=== Begin Enclosure ===

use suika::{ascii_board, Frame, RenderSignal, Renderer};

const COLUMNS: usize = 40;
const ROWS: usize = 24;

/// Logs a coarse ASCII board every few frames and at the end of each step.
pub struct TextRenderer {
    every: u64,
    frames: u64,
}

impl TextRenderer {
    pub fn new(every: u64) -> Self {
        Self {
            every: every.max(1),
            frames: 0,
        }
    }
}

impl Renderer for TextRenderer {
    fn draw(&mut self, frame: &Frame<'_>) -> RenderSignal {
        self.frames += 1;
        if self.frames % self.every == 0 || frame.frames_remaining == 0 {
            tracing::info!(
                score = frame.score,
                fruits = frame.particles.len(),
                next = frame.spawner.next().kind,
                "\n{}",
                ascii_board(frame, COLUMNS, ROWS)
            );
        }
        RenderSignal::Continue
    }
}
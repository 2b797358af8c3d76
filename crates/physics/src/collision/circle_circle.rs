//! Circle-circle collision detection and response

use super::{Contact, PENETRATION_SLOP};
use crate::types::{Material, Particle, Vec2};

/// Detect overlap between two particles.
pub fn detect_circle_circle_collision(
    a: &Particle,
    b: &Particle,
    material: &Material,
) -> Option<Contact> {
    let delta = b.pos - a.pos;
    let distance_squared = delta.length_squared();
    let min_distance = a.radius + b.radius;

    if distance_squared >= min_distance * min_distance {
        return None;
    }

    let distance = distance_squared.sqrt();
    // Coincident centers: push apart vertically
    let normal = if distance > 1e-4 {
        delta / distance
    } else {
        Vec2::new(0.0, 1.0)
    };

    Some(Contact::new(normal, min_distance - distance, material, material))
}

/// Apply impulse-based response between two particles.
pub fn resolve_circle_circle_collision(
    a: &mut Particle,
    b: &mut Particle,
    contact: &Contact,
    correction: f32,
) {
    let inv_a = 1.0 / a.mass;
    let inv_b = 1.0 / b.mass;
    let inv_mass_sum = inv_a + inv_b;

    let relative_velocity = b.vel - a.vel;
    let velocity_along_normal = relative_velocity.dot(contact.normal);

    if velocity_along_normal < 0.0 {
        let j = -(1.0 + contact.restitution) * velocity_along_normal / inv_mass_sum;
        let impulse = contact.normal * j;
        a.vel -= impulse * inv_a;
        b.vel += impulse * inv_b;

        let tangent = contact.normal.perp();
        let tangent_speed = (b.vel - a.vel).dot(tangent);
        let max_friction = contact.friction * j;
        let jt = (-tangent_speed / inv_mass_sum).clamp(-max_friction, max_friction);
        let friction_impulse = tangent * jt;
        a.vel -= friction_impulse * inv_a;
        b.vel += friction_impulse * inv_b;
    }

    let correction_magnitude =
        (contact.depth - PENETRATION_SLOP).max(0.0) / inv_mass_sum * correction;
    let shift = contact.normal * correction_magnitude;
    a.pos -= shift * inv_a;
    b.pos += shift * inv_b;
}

=== End Enclosure ===

How to complete this task – Repeat exactly, and only, the lines from the one containing "b.vel += friction_impulse * inv_b;" through the last line above.

Exercise output –
        b.vel += friction_impulse * inv_b;
    }

    let correction_magnitude =
        (contact.depth - PENETRATION_SLOP).max(0.0) / inv_mass_sum * correction;
    let shift = contact.normal * correction_magnitude;
    a.pos -= shift * inv_a;
    b.pos += shift * inv_b;
}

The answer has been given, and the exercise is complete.